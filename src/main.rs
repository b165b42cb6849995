//! medpost-guard - Medical-advertising compliance checks for healthcare posts
//!
//! Reads a post from stdin and prints its compliance report.
//!
//! # Usage
//!
//! ```bash
//! # Plain text in, text report out
//! echo 'Consulta com desconto!' | medpost-guard
//!
//! # JSON request in, JSON report out
//! echo '{"text":"Antes e depois","channel":"TikTok"}' | medpost-guard --json --format=json
//!
//! # Fail the pipeline when the post is not compliant
//! medpost-guard --fail-on-error < post.txt
//! ```

use std::env;
use std::io::{self, Read, Write};
use std::process::ExitCode;

use medpost_guard::{
    audit::AuditLogger,
    config::{Config, OutputFormat},
    engine::ComplianceAnalyzer,
    input::{AnalysisRequest, Channel},
    rules::RuleSet,
};

/// Print version information
fn print_version() {
    println!("medpost-guard {}", env!("CARGO_PKG_VERSION"));
}

/// Print help message
fn print_help() {
    println!(
        r#"medpost-guard - Medical-advertising compliance checks for healthcare posts

USAGE:
    medpost-guard [OPTIONS] < post.txt

OPTIONS:
    -h, --help              Print this help message
    -v, --version           Print version information
    -c, --config PATH       Path to config file
    -C, --channel NAME      Channel: Instagram, Facebook, LinkedIn, TikTok
    -r, --rules PATH        Custom rules file (overrides config)
    -f, --format FORMAT     Output format: text, json (default: text)
    -j, --json              Read a JSON request {{"text": ..., "channel": ...}}
        --fail-on-error     Exit with status 1 when the post is not compliant

ENVIRONMENT:
    MEDPOST_GUARD_NO_AUDIT=1    Skip the audit log for this run

EXIT STATUS:
    0   report produced
    1   post not compliant (with --fail-on-error)
    2   invalid input or rules file
"#
    );
}

/// Parse command line arguments
#[derive(Default)]
struct Args {
    help: bool,
    version: bool,
    config_path: Option<String>,
    channel: Option<String>,
    rules_path: Option<String>,
    format: Option<String>,
    json_input: bool,
    fail_on_error: bool,
}

impl Args {
    fn parse() -> Self {
        let args: Vec<String> = env::args().collect();
        let mut result = Args::default();

        let mut i = 1;
        while i < args.len() {
            match args[i].as_str() {
                "-h" | "--help" => result.help = true,
                "-v" | "--version" => result.version = true,
                "-j" | "--json" => result.json_input = true,
                "--fail-on-error" => result.fail_on_error = true,
                "-c" | "--config" | "-C" | "--channel" | "-r" | "--rules" | "-f" | "--format" => {
                    if i + 1 < args.len() {
                        let value = Some(args[i + 1].clone());
                        match args[i].as_str() {
                            "-c" | "--config" => result.config_path = value,
                            "-C" | "--channel" => result.channel = value,
                            "-r" | "--rules" => result.rules_path = value,
                            _ => result.format = value,
                        }
                        i += 1;
                    }
                }
                arg if arg.starts_with("--config=") => {
                    result.config_path = Some(arg.trim_start_matches("--config=").to_string());
                }
                arg if arg.starts_with("--channel=") => {
                    result.channel = Some(arg.trim_start_matches("--channel=").to_string());
                }
                arg if arg.starts_with("--rules=") => {
                    result.rules_path = Some(arg.trim_start_matches("--rules=").to_string());
                }
                arg if arg.starts_with("--format=") => {
                    result.format = Some(arg.trim_start_matches("--format=").to_string());
                }
                other => eprintln!("Warning: Ignoring unknown argument: {}", other),
            }
            i += 1;
        }

        result
    }
}

fn main() -> ExitCode {
    let args = Args::parse();

    if args.help {
        print_help();
        return ExitCode::SUCCESS;
    }

    if args.version {
        print_version();
        return ExitCode::SUCCESS;
    }

    // Load configuration
    let mut config = if let Some(ref path) = args.config_path {
        Config::load_from(std::path::Path::new(path)).unwrap_or_else(|e| {
            eprintln!("Warning: Failed to load config from {}: {}", path, e);
            Config::default()
        })
    } else {
        Config::load()
    };

    if let Some(ref path) = args.rules_path {
        config.rules.rules_file = Some(path.clone());
    }

    if let Some(ref name) = args.channel {
        match Channel::from_name(name) {
            Some(channel) => config.general.default_channel = channel,
            None => eprintln!(
                "Warning: Unknown channel {:?}, using {}",
                name, config.general.default_channel
            ),
        }
    }

    if let Some(ref name) = args.format {
        match OutputFormat::from_name(name) {
            Some(format) => config.output.format = format,
            None => eprintln!("Warning: Unknown format {:?}, using default", name),
        }
    }

    let analyzer = match build_analyzer(&config) {
        Ok(analyzer) => analyzer,
        Err(e) => {
            eprintln!("Error: {}", e);
            return ExitCode::from(2);
        }
    };

    // Read the post from stdin
    let mut input = String::new();
    if let Err(e) = io::stdin().read_to_string(&mut input) {
        eprintln!("Error: Failed to read stdin: {}", e);
        return ExitCode::from(2);
    }

    let request = if args.json_input {
        match AnalysisRequest::from_json(&input) {
            Ok(request) => request,
            Err(e) => {
                eprintln!("Error: Failed to parse request: {}", e);
                return ExitCode::from(2);
            }
        }
    } else {
        AnalysisRequest {
            text: input,
            channel: None,
        }
    };

    let channel = request.channel_or(config.general.default_channel);
    let report = analyzer.analyze(&request.text, channel);

    // Log the analysis
    let audit_path = if config.general.audit_log && env::var("MEDPOST_GUARD_NO_AUDIT").is_err() {
        config.audit_path()
    } else {
        None
    };
    let mut logger = AuditLogger::new(audit_path.as_deref());
    if let Err(e) = logger.log_report(&request, channel, &report) {
        eprintln!("Warning: Failed to write audit log: {}", e);
    }

    let rendered = match config.output.format {
        OutputFormat::Json => report.to_json(),
        OutputFormat::Text => report.render_text(),
    };

    let stdout = io::stdout();
    let mut handle = stdout.lock();
    let _ = writeln!(handle, "{}", rendered.trim_end());
    let _ = handle.flush();

    if args.fail_on_error && !report.is_compliant {
        ExitCode::from(1)
    } else {
        ExitCode::SUCCESS
    }
}

fn build_analyzer(config: &Config) -> Result<ComplianceAnalyzer, Box<dyn std::error::Error>> {
    let rules: RuleSet = config.rule_set()?;
    Ok(ComplianceAnalyzer::new(rules)?)
}
//! Compliance scoring
//!
//! Additive penalty model: start at 100, subtract a fixed amount per finding,
//! floor at zero.

use serde::Serialize;
use std::fmt;

use crate::output::Finding;
use crate::rules::Severity;

pub const MAX_SCORE: u8 = 100;
pub const ERROR_PENALTY: u32 = 25;
pub const WARNING_PENALTY: u32 = 10;
pub const INFO_PENALTY: u32 = 0;

/// Points deducted for a finding of the given severity
pub fn penalty(severity: Severity) -> u32 {
    match severity {
        Severity::Error => ERROR_PENALTY,
        Severity::Warning => WARNING_PENALTY,
        Severity::Info => INFO_PENALTY,
    }
}

/// Score a list of findings, 0..=100
pub fn score(findings: &[Finding]) -> u8 {
    let deducted: u32 = findings.iter().map(|f| penalty(f.severity)).sum();
    u32::from(MAX_SCORE).saturating_sub(deducted) as u8
}

/// Compliant iff no finding is an error
pub fn is_compliant(findings: &[Finding]) -> bool {
    !findings.iter().any(|f| f.severity == Severity::Error)
}

/// Coarse reading of a score, as shown to the author
#[derive(Debug, Clone, Copy, PartialEq, Eq, Serialize)]
#[serde(rename_all = "lowercase")]
pub enum ScoreBand {
    /// Above 85
    Good,

    /// Above 60
    Attention,

    Critical,
}

impl ScoreBand {
    pub fn from_score(score: u8) -> Self {
        if score > 85 {
            ScoreBand::Good
        } else if score > 60 {
            ScoreBand::Attention
        } else {
            ScoreBand::Critical
        }
    }

    pub fn label(&self) -> &'static str {
        match self {
            ScoreBand::Good => "good",
            ScoreBand::Attention => "attention",
            ScoreBand::Critical => "critical",
        }
    }
}

impl fmt::Display for ScoreBand {
    fn fmt(&self, f: &mut fmt::Formatter<'_>) -> fmt::Result {
        f.write_str(self.label())
    }
}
◇ ◇ ◇
▶ [What the task asks] Return, from the data above, each line in which the string "when" appears.

▶ [Written answer]
//! # Fail the pipeline when the post is not compliant
        --fail-on-error     Exit with status 1 when the post is not compliant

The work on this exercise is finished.